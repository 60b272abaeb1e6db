//! The intent broker — declaration, negotiation, and contract access.
//!
//! Negotiation is the only path that creates contracts. It never panics past
//! its boundary: an unreachable or confused analyzer produces an inactive,
//! audit-recorded contract rather than an error. `NotFound` on the handles
//! does propagate, since it indicates caller misuse.

use crate::registry::DeclarationRegistry;
use crate::store::ContractStore;
use intentgate_core::{
    BrokerError, ClientIntent, CompatibilityReport, CompatibilityStatus, IntentAnalyzer,
    IntentContract, ResourceKind, Result, ServerCapability,
};
use std::sync::Arc;
use tracing::{info, warn};

/// Orchestrates the mutual-intent agreement lifecycle:
///
/// 1. Declaration — clients declare intent, servers register capabilities
/// 2. Negotiation — the analyzer judges compatibility and a contract is cut
/// 3. Validation — every transaction is checked against the agreed intent
pub struct IntentBroker {
    pub(crate) analyzer: Arc<dyn IntentAnalyzer>,
    pub(crate) registry: DeclarationRegistry,
    pub(crate) store: ContractStore,
    /// Serializes sweeps — at most one expiry sweep in flight.
    pub(crate) sweep_gate: tokio::sync::Mutex<()>,
}

impl IntentBroker {
    /// Create a broker around the given semantic analyzer.
    pub fn new(analyzer: Arc<dyn IntentAnalyzer>) -> Self {
        Self {
            analyzer,
            registry: DeclarationRegistry::new(),
            store: ContractStore::new(),
            sweep_gate: tokio::sync::Mutex::new(()),
        }
    }

    /// Phase 1: store a client's intent declaration. Returns its handle.
    pub fn declare_intent(&self, intent: ClientIntent) -> String {
        self.registry.declare_intent(intent)
    }

    /// Phase 1: store a server's capability declaration. Returns its handle.
    pub fn register_capability(&self, capability: ServerCapability) -> String {
        self.registry.register_capability(capability)
    }

    /// Phase 2: negotiate a contract between a declared intent and a
    /// registered capability.
    ///
    /// The returned contract may be inactive: `requires_negotiation` leaves
    /// it pending for an operator workflow, and incompatible or failed
    /// analyses leave it rejected. All outcomes are stored permanently for
    /// audit. Fails only when a handle does not resolve — in that case no
    /// contract is created.
    pub async fn negotiate(
        &self,
        intent_id: &str,
        capability_id: &str,
        extra_constraints: Option<Vec<String>>,
    ) -> Result<IntentContract> {
        self.store
            .update_counters(|c| c.total_negotiations += 1);

        let intent = self
            .registry
            .intent(intent_id)
            .ok_or_else(|| BrokerError::not_found(ResourceKind::Intent, intent_id))?;
        let capability = self
            .registry
            .capability(capability_id)
            .ok_or_else(|| BrokerError::not_found(ResourceKind::Capability, capability_id))?;

        info!(
            intent_id = %intent_id,
            capability_id = %capability_id,
            "Negotiating intent contract"
        );

        // The analyzer may be unreachable or return garbage; either way
        // negotiation proceeds with a synthesized failure report.
        let report = match self
            .analyzer
            .analyze_compatibility(&intent, &capability)
            .await
        {
            Ok(report) => report,
            Err(e) => {
                warn!(error = %e, "Compatibility analysis failed");
                CompatibilityReport::analysis_failed(e.to_string())
            }
        };

        let mut contract =
            IntentContract::new((*intent).clone(), (*capability).clone(), report);

        match contract.compatibility.status {
            CompatibilityStatus::Compatible => {
                contract.is_active = true;
                contract.agreed_purpose = contract.client_intent.purpose.clone();
                contract.allowed_operations =
                    contract.server_capability.supported_operations.clone();
                contract.data_access_scope = contract.client_intent.data_requirements.clone();
                contract.rate_limits = contract.server_capability.rate_limits.clone();

                // Constraint union: client's own, then analyzer-suggested,
                // then caller-supplied. Order preserved, duplicates allowed.
                let mut constraints = contract.client_intent.constraints.clone();
                constraints.extend(contract.compatibility.suggested_constraints.iter().cloned());
                constraints.extend(extra_constraints.unwrap_or_default());
                contract.constraints = constraints;

                self.store.update_counters(|c| c.successful_contracts += 1);
                info!(contract_id = %contract.contract_id, "Contract successfully negotiated");
            }
            CompatibilityStatus::RequiresNegotiation => {
                // Pending prefix keeps the audit trail readable; an operator
                // workflow outside the broker must re-drive negotiation.
                contract.agreed_purpose =
                    format!("PENDING: {}", contract.client_intent.purpose);
                warn!(contract_id = %contract.contract_id, "Contract requires negotiation");
            }
            CompatibilityStatus::Incompatible => {
                contract.agreed_purpose =
                    format!("REJECTED: {}", contract.client_intent.purpose);
                self.store.update_counters(|c| c.failed_negotiations += 1);
                warn!(
                    contract_id = %contract.contract_id,
                    "Contract rejected due to incompatibility"
                );
            }
            CompatibilityStatus::AnalysisFailed => {
                contract.agreed_purpose =
                    format!("FAILED: {}", contract.client_intent.purpose);
                self.store.update_counters(|c| c.failed_negotiations += 1);
                warn!(contract_id = %contract.contract_id, "Contract negotiation failed");
            }
        }

        let cell = self.store.insert(contract);
        let view = cell.inner.lock().unwrap().contract.clone();

        if view.is_active {
            self.store
                .bind_session(&view.client_intent.client_id, &view.contract_id);
            self.store.update_counters(|c| c.active_contracts += 1);
        }

        Ok(view)
    }

    /// Audit view of one stored contract.
    pub fn contract(&self, contract_id: &str) -> Option<IntentContract> {
        self.store
            .get(contract_id)
            .map(|cell| cell.inner.lock().unwrap().contract.clone())
    }

    /// The current active contract for a client, if any.
    pub fn contract_for_client(&self, client_id: &str) -> Option<IntentContract> {
        let contract_id = self.store.session(client_id)?;
        self.contract(&contract_id)
    }

    /// Snapshot of every contract currently flagged active.
    pub fn active_contracts(&self) -> Vec<IntentContract> {
        self.store
            .cells()
            .iter()
            .filter_map(|cell| {
                let inner = cell.inner.lock().unwrap();
                inner.contract.is_active.then(|| inner.contract.clone())
            })
            .collect()
    }
}

#[cfg(test)]
mod tests {
    use super::*;
    use crate::testing::{declarations, StubAnalyzer};
    use intentgate_core::{AnalyzerError, VIOLATION_THRESHOLD};

    fn broker_with(analyzer: StubAnalyzer) -> (IntentBroker, Arc<StubAnalyzer>) {
        let analyzer = Arc::new(analyzer);
        (IntentBroker::new(analyzer.clone()), analyzer)
    }

    #[tokio::test]
    async fn compatible_negotiation_activates_contract() {
        let (broker, _) = broker_with(StubAnalyzer::compatible(0.9));
        let (intent, capability) = declarations();
        let intent_id = broker.declare_intent(intent);
        let capability_id = broker.register_capability(capability);

        let contract = broker
            .negotiate(&intent_id, &capability_id, None)
            .await
            .unwrap();

        assert!(contract.is_active);
        assert_eq!(contract.agreed_purpose, "plan a weekend trip");
        assert_eq!(contract.allowed_operations, vec!["read"]);
        assert_eq!(contract.data_access_scope, vec!["weather"]);
        assert_eq!(
            contract.expires_at.unwrap(),
            contract.created_at + chrono::Duration::minutes(60)
        );

        let stats = broker.store.counters();
        assert_eq!(stats.total_negotiations, 1);
        assert_eq!(stats.successful_contracts, 1);
        assert_eq!(stats.active_contracts, 1);
    }

    #[tokio::test]
    async fn constraint_union_preserves_order_and_duplicates() {
        let analyzer = StubAnalyzer::compatible(0.9);
        analyzer.set_suggested_constraints(vec!["aggregate_only".into(), "read_only".into()]);
        let (broker, _) = broker_with(analyzer);
        let (intent, capability) = declarations();
        let intent_id = broker.declare_intent(intent);
        let capability_id = broker.register_capability(capability);

        let contract = broker
            .negotiate(&intent_id, &capability_id, Some(vec!["audited".into()]))
            .await
            .unwrap();

        assert_eq!(
            contract.constraints,
            vec!["read_only", "aggregate_only", "read_only", "audited"]
        );
    }

    #[tokio::test]
    async fn unknown_capability_fails_without_creating_contract() {
        let (broker, analyzer) = broker_with(StubAnalyzer::compatible(0.9));
        let (intent, _) = declarations();
        let intent_id = broker.declare_intent(intent);

        let err = broker
            .negotiate(&intent_id, "no-such-capability", None)
            .await
            .unwrap_err();

        assert!(matches!(
            err,
            BrokerError::NotFound {
                kind: ResourceKind::Capability,
                ..
            }
        ));
        assert_eq!(broker.store.contract_count(), 0);
        assert_eq!(analyzer.calls.compatibility(), 0);
        // The attempt itself is still counted.
        assert_eq!(broker.store.counters().total_negotiations, 1);
    }

    #[tokio::test]
    async fn incompatible_contract_is_inactive_but_retained() {
        let (broker, _) = broker_with(StubAnalyzer::incompatible());
        let (intent, capability) = declarations();
        let intent_id = broker.declare_intent(intent);
        let capability_id = broker.register_capability(capability);

        let contract = broker
            .negotiate(&intent_id, &capability_id, None)
            .await
            .unwrap();

        assert!(!contract.is_active);
        assert!(contract.agreed_purpose.starts_with("REJECTED:"));
        assert_eq!(broker.store.contract_count(), 1);
        assert_eq!(broker.store.counters().failed_negotiations, 1);
        assert_eq!(broker.store.counters().active_contracts, 0);
        assert!(broker
            .contract_for_client(&contract.client_intent.client_id)
            .is_none());
    }

    #[tokio::test]
    async fn requires_negotiation_leaves_contract_pending() {
        let (broker, _) = broker_with(StubAnalyzer::requires_negotiation());
        let (intent, capability) = declarations();
        let intent_id = broker.declare_intent(intent);
        let capability_id = broker.register_capability(capability);

        let contract = broker
            .negotiate(&intent_id, &capability_id, None)
            .await
            .unwrap();

        assert!(!contract.is_active);
        assert!(contract.agreed_purpose.starts_with("PENDING:"));
        // Neither a success nor a failed negotiation.
        let stats = broker.store.counters();
        assert_eq!(stats.successful_contracts, 0);
        assert_eq!(stats.failed_negotiations, 0);
    }

    #[tokio::test]
    async fn analyzer_failure_degrades_to_inactive_contract() {
        let analyzer = StubAnalyzer::compatible(0.9);
        analyzer.fail_compatibility(AnalyzerError::Timeout("no response".into()));
        let (broker, _) = broker_with(analyzer);
        let (intent, capability) = declarations();
        let intent_id = broker.declare_intent(intent);
        let capability_id = broker.register_capability(capability);

        let contract = broker
            .negotiate(&intent_id, &capability_id, None)
            .await
            .unwrap();

        assert!(!contract.is_active);
        assert!(contract.agreed_purpose.starts_with("FAILED:"));
        assert_eq!(
            contract.compatibility.status,
            CompatibilityStatus::AnalysisFailed
        );
        assert!(contract.compatibility.reasons[0].contains("no response"));
    }

    #[tokio::test]
    async fn new_active_contract_replaces_client_session() {
        let (broker, _) = broker_with(StubAnalyzer::compatible(0.9));
        let (intent, capability) = declarations();
        let client_id = intent.client_id.clone();
        let intent_id = broker.declare_intent(intent);
        let capability_id = broker.register_capability(capability);

        let first = broker
            .negotiate(&intent_id, &capability_id, None)
            .await
            .unwrap();
        let second = broker
            .negotiate(&intent_id, &capability_id, None)
            .await
            .unwrap();

        assert_ne!(first.contract_id, second.contract_id);
        let current = broker.contract_for_client(&client_id).unwrap();
        assert_eq!(current.contract_id, second.contract_id);
    }

    #[tokio::test]
    async fn violation_threshold_is_visible_through_audit_view() {
        let (broker, _) = broker_with(StubAnalyzer::compatible(0.9));
        let (intent, capability) = declarations();
        let intent_id = broker.declare_intent(intent);
        let capability_id = broker.register_capability(capability);
        let contract = broker
            .negotiate(&intent_id, &capability_id, None)
            .await
            .unwrap();

        let cell = broker.store.get(&contract.contract_id).unwrap();
        for _ in 0..VIOLATION_THRESHOLD {
            cell.inner.lock().unwrap().contract.record_violation();
        }
        assert!(!broker.contract(&contract.contract_id).unwrap().is_active);
    }
}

**What to do:**
Find the string "Mutex" in the data. Report each line it appears in.

**Solution to this problem:**
    pub(crate) sweep_gate: tokio::sync::Mutex<()>,
            sweep_gate: tokio::sync::Mutex::new(()),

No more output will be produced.